Filter these records by the string "Duration", copying each line that holds it.

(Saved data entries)

▬▬▬▬▬▬

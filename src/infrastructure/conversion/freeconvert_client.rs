use std::time::Duration;

use async_trait::async_trait;
use reqwest::header::ACCEPT;
use tokio::time::{Instant, sleep, timeout_at};

use super::job_payload::{JobCreated, JobRequest, JobSnapshot};
use crate::application::ports::{AudioConverter, ConversionError};
use crate::domain::{ConversionJob, ConversionJobStatus, ConvertedAudio, JobId, ResolvedMedia};
use crate::infrastructure::observability::sanitize_for_log;

const JOBS_PATH: &str = "/v1/process/jobs";
/// Deadline used when `max_wait` does not fit in an `Instant`.
const FAR_DEADLINE: Duration = Duration::from_secs(60 * 60 * 24 * 365);

/// Polling behaviour and formats for a conversion job.
#[derive(Debug, Clone)]
pub struct ConversionOptions {
    pub input_format: String,
    pub output_format: String,
    pub request_timeout: Duration,
    pub poll_interval: Duration,
    pub max_wait: Duration,
}

/// Client for the FreeConvert job API: submit once, then poll until terminal.
pub struct FreeConvertClient {
    client: reqwest::Client,
    jobs_url: String,
    api_key: String,
    options: ConversionOptions,
}

enum PollError {
    /// Worth another attempt after the poll interval.
    Transient(String),
    Rejected(reqwest::StatusCode),
}

impl FreeConvertClient {
    pub fn new(
        base_url: &str,
        api_key: String,
        options: ConversionOptions,
    ) -> Result<Self, ConversionError> {
        let client = reqwest::Client::builder()
            .timeout(options.request_timeout)
            .build()
            .map_err(|e| ConversionError::ConversionFailed(format!("client: {}", e)))?;
        Ok(Self {
            client,
            jobs_url: format!("{}{}", base_url.trim_end_matches('/'), JOBS_PATH),
            api_key,
            options,
        })
    }

    async fn submit(&self, media_url: &str) -> Result<JobId, ConversionError> {
        let body = JobRequest::import_convert_export(
            media_url,
            &self.options.input_format,
            &self.options.output_format,
        );

        let response = self
            .client
            .post(&self.jobs_url)
            .bearer_auth(&self.api_key)
            .header(ACCEPT, "application/json")
            .json(&body)
            .send()
            .await
            .map_err(|e| ConversionError::ConversionFailed(format!("submit: {}", e)))?;

        let status = response.status();
        if status != reqwest::StatusCode::OK && status != reqwest::StatusCode::CREATED {
            let body = response.text().await.unwrap_or_default();
            tracing::warn!(%status, body = %sanitize_for_log(&body), "Conversion job rejected");
            return Err(ConversionError::ConversionFailed(format!(
                "submit status {}",
                status
            )));
        }

        let created: JobCreated = response
            .json()
            .await
            .map_err(|e| ConversionError::ConversionFailed(format!("submit response: {}", e)))?;

        created
            .id
            .filter(|id| !id.trim().is_empty())
            .map(JobId::new)
            .ok_or_else(|| ConversionError::ConversionFailed("job id missing".to_string()))
    }

    async fn poll(&self, job_id: &JobId) -> Result<ConversionJob, PollError> {
        let response = self
            .client
            .get(format!("{}/{}", self.jobs_url, job_id))
            .bearer_auth(&self.api_key)
            .header(ACCEPT, "application/json")
            .send()
            .await
            .map_err(|e| PollError::Transient(format!("request: {}", e)))?;

        if !response.status().is_success() {
            return Err(PollError::Rejected(response.status()));
        }

        let snapshot: JobSnapshot = response
            .json()
            .await
            .map_err(|e| PollError::Transient(format!("body: {}", e)))?;

        Ok(snapshot.into_job())
    }

    async fn wait_for_audio(&self, job_id: &JobId) -> Result<ConvertedAudio, ConversionError> {
        let started = Instant::now();
        let deadline = started
            .checked_add(self.options.max_wait)
            .unwrap_or_else(|| started + FAR_DEADLINE);
        let mut attempt: u32 = 0;

        loop {
            attempt += 1;

            let Ok(polled) = timeout_at(deadline, self.poll(job_id)).await else {
                break;
            };

            match polled {
                Ok(job) if job.status.is_terminal() => return finish(job_id, job),
                Ok(job) => {
                    tracing::debug!(status = %job.status, attempt, "Conversion job still running");
                }
                Err(PollError::Rejected(status)) => {
                    return Err(ConversionError::ConversionFailed(format!(
                        "status poll returned {}",
                        status
                    )));
                }
                Err(PollError::Transient(reason)) => {
                    tracing::warn!(%reason, attempt, "Conversion status poll failed, will retry");
                }
            }

            let next_poll_at = Instant::now().checked_add(self.options.poll_interval);
            if next_poll_at.is_none_or(|at| at >= deadline) {
                break;
            }
            sleep(self.options.poll_interval).await;
        }

        tracing::warn!(
            job_id = %job_id,
            attempts = attempt,
            "Conversion job did not finish in time"
        );
        Err(ConversionError::Timeout(self.options.max_wait))
    }
}

/// Maps a terminal job onto the converted audio or a conversion error.
fn finish(job_id: &JobId, job: ConversionJob) -> Result<ConvertedAudio, ConversionError> {
    match job.status {
        ConversionJobStatus::Completed => job.export_url.map(ConvertedAudio::new).ok_or_else(|| {
            ConversionError::MalformedResult(format!(
                "job {} completed without an export url",
                job_id
            ))
        }),
        _ => Err(ConversionError::ConversionFailed(format!(
            "job {} failed",
            job_id
        ))),
    }
}

#[async_trait]
impl AudioConverter for FreeConvertClient {
    #[tracing::instrument(skip(self, media), fields(media_url = %media.media_url))]
    async fn convert_to_audio(
        &self,
        media: &ResolvedMedia,
    ) -> Result<ConvertedAudio, ConversionError> {
        let job_id = self.submit(&media.media_url).await?;
        tracing::info!(job_id = %job_id, "Conversion job submitted");

        let audio = self.wait_for_audio(&job_id).await?;
        tracing::info!(job_id = %job_id, audio_url = %audio.audio_url, "Conversion job completed");

        Ok(audio)
    }
}
mod api_response;
mod convert;
mod health;
mod service_info;

pub use api_response::{
    ApiError, ApiResponse, CONVERSION_FAILED_MESSAGE, EMPTY_LINK_MESSAGE, INTERNAL_ERROR_MESSAGE,
    MISCONFIGURED_MESSAGE, MISSING_LINK_MESSAGE, RESOLUTION_FAILED_MESSAGE, SUCCESS_MESSAGE,
    TRANSCRIPTION_FAILED_MESSAGE,
};
pub use convert::{ConvertRequest, convert_handler};
pub use health::health_handler;
pub use service_info::service_info_handler;
use async_trait::async_trait;

use crate::domain::{ResolvedMedia, SourceLink};

#[async_trait]
pub trait MediaResolver: Send + Sync {
    async fn resolve(&self, link: &SourceLink) -> Result<ResolvedMedia, ResolverError>;
}

/// The resolver does not distinguish "not found" from "service error".
#[derive(Debug, thiserror::Error)]
pub enum ResolverError {
    #[error("resolution failed: {0}")]
    ResolutionFailed(String),
}
pub mod config;
pub mod handlers;
pub mod router;
pub mod serverless;
pub mod state;

pub use config::{Environment, Settings};
pub use router::create_router;
pub use state::AppState;
use axum::extract::Request;
use axum::http::HeaderValue;
use axum::middleware::Next;
use axum::response::Response;
use tracing::Instrument;
use uuid::Uuid;

pub const REQUEST_ID_HEADER: &str = "x-request-id";

#[derive(Clone, Debug, PartialEq, Eq)]
pub struct RequestId(pub String);

impl RequestId {
    /// Reuses a caller-supplied id when it is printable, otherwise generates one.
    pub fn from_header(value: Option<&HeaderValue>) -> Self {
        value
            .and_then(|v| v.to_str().ok())
            .map(str::trim)
            .filter(|v| !v.is_empty())
            .map(|v| Self(v.to_string()))
            .unwrap_or_else(|| Self(Uuid::new_v4().to_string()))
    }
}

pub async fn request_id_middleware(mut request: Request, next: Next) -> Response {
    let request_id = RequestId::from_header(request.headers().get(REQUEST_ID_HEADER));

    request.extensions_mut().insert(request_id.clone());

    let span = tracing::info_span!(
        "request",
        request_id = %request_id.0,
        method = %request.method(),
        uri = %request.uri().path()
    );

    let mut response = next.run(request).instrument(span).await;

    if let Ok(header_value) = HeaderValue::from_str(&request_id.0) {
        response
            .headers_mut()
            .insert(REQUEST_ID_HEADER, header_value);
    }

    response
}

▬▬▬▬▬▬

§ **WRITTEN ANSWER**
use std::time::Duration;
const FAR_DEADLINE: Duration = Duration::from_secs(60 * 60 * 24 * 365);
    pub request_timeout: Duration,
    pub poll_interval: Duration,
    pub max_wait: Duration,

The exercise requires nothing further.